Collected data entries
§ §

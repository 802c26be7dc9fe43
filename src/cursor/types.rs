//! Cursor wire types
//!
//! Field names mirror the ArangoDB HTTP API verbatim and must stay stable
//! for wire compatibility.

use serde::{Deserialize, Serialize};
use serde_json::Value;

/// One cursor response from the server
///
/// Returned both when a cursor is opened (POST `/_api/cursor`) and when the
/// next batch is requested (PUT `/_api/cursor/{id}`). Later batches omit
/// `id` and `count`.
#[derive(Debug, Clone, Default, Serialize, Deserialize)]
#[serde(default)]
pub struct CursorResponse {
    /// Server-assigned cursor id; empty when the stream fits in one batch
    pub id: String,
    /// The current batch of result rows
    pub result: Vec<Value>,
    /// Whether the server holds more rows beyond this batch
    #[serde(rename = "hasMore")]
    pub has_more: bool,
    /// Total row count across the whole query (first response only)
    pub count: u64,
    /// Execution statistics and warnings
    pub extra: CursorExtra,
    /// Whether the result was served from the server's query cache
    pub cached: bool,
    /// Inline error flag
    pub error: bool,
    /// Inline error message, set when `error` is true
    #[serde(rename = "errorMessage")]
    pub error_message: String,
    /// HTTP status echoed in the body
    pub code: u16,
    /// Server-side processing time in seconds
    pub time: f64,
}

/// Extra payload attached to a cursor response
#[derive(Debug, Clone, Default, Serialize, Deserialize)]
#[serde(default)]
pub struct CursorExtra {
    /// Query execution statistics
    pub stats: CursorStats,
    /// Warnings raised during query execution
    pub warnings: Vec<Value>,
}

/// Query execution statistics
#[derive(Debug, Clone, Default, Serialize, Deserialize, PartialEq)]
#[serde(default)]
pub struct CursorStats {
    /// Documents written
    #[serde(rename = "writesExecuted")]
    pub writes_executed: u64,
    /// Writes skipped due to errors the query tolerated
    #[serde(rename = "writesIgnored")]
    pub writes_ignored: u64,
    /// Documents scanned via full collection scan
    #[serde(rename = "scannedFull")]
    pub scanned_full: u64,
    /// Documents scanned via index
    #[serde(rename = "scannedIndex")]
    pub scanned_index: u64,
    /// Documents filtered out
    pub filtered: u64,
    /// Query execution time in seconds
    #[serde(rename = "executionTime")]
    pub execution_time: f64,
    /// Total result size ignoring any LIMIT clause
    #[serde(rename = "fullCount")]
    pub full_count: u64,
}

§ §

Using the records above, restate word for word the lines from the one with "for wire compatibility." through the one with "any LIMIT clause", both included.

//! for wire compatibility.

use serde::{Deserialize, Serialize};
use serde_json::Value;

/// One cursor response from the server
///
/// Returned both when a cursor is opened (POST `/_api/cursor`) and when the
/// next batch is requested (PUT `/_api/cursor/{id}`). Later batches omit
/// `id` and `count`.
#[derive(Debug, Clone, Default, Serialize, Deserialize)]
#[serde(default)]
pub struct CursorResponse {
    /// Server-assigned cursor id; empty when the stream fits in one batch
    pub id: String,
    /// The current batch of result rows
    pub result: Vec<Value>,
    /// Whether the server holds more rows beyond this batch
    #[serde(rename = "hasMore")]
    pub has_more: bool,
    /// Total row count across the whole query (first response only)
    pub count: u64,
    /// Execution statistics and warnings
    pub extra: CursorExtra,
    /// Whether the result was served from the server's query cache
    pub cached: bool,
    /// Inline error flag
    pub error: bool,
    /// Inline error message, set when `error` is true
    #[serde(rename = "errorMessage")]
    pub error_message: String,
    /// HTTP status echoed in the body
    pub code: u16,
    /// Server-side processing time in seconds
    pub time: f64,
}

/// Extra payload attached to a cursor response
#[derive(Debug, Clone, Default, Serialize, Deserialize)]
#[serde(default)]
pub struct CursorExtra {
    /// Query execution statistics
    pub stats: CursorStats,
    /// Warnings raised during query execution
    pub warnings: Vec<Value>,
}

/// Query execution statistics
#[derive(Debug, Clone, Default, Serialize, Deserialize, PartialEq)]
#[serde(default)]
pub struct CursorStats {
    /// Documents written
    #[serde(rename = "writesExecuted")]
    pub writes_executed: u64,
    /// Writes skipped due to errors the query tolerated
    #[serde(rename = "writesIgnored")]
    pub writes_ignored: u64,
    /// Documents scanned via full collection scan
    #[serde(rename = "scannedFull")]
    pub scanned_full: u64,
    /// Documents scanned via index
    #[serde(rename = "scannedIndex")]
    pub scanned_index: u64,
    /// Documents filtered out
    pub filtered: u64,
    /// Query execution time in seconds
    #[serde(rename = "executionTime")]
    pub execution_time: f64,
    /// Total result size ignoring any LIMIT clause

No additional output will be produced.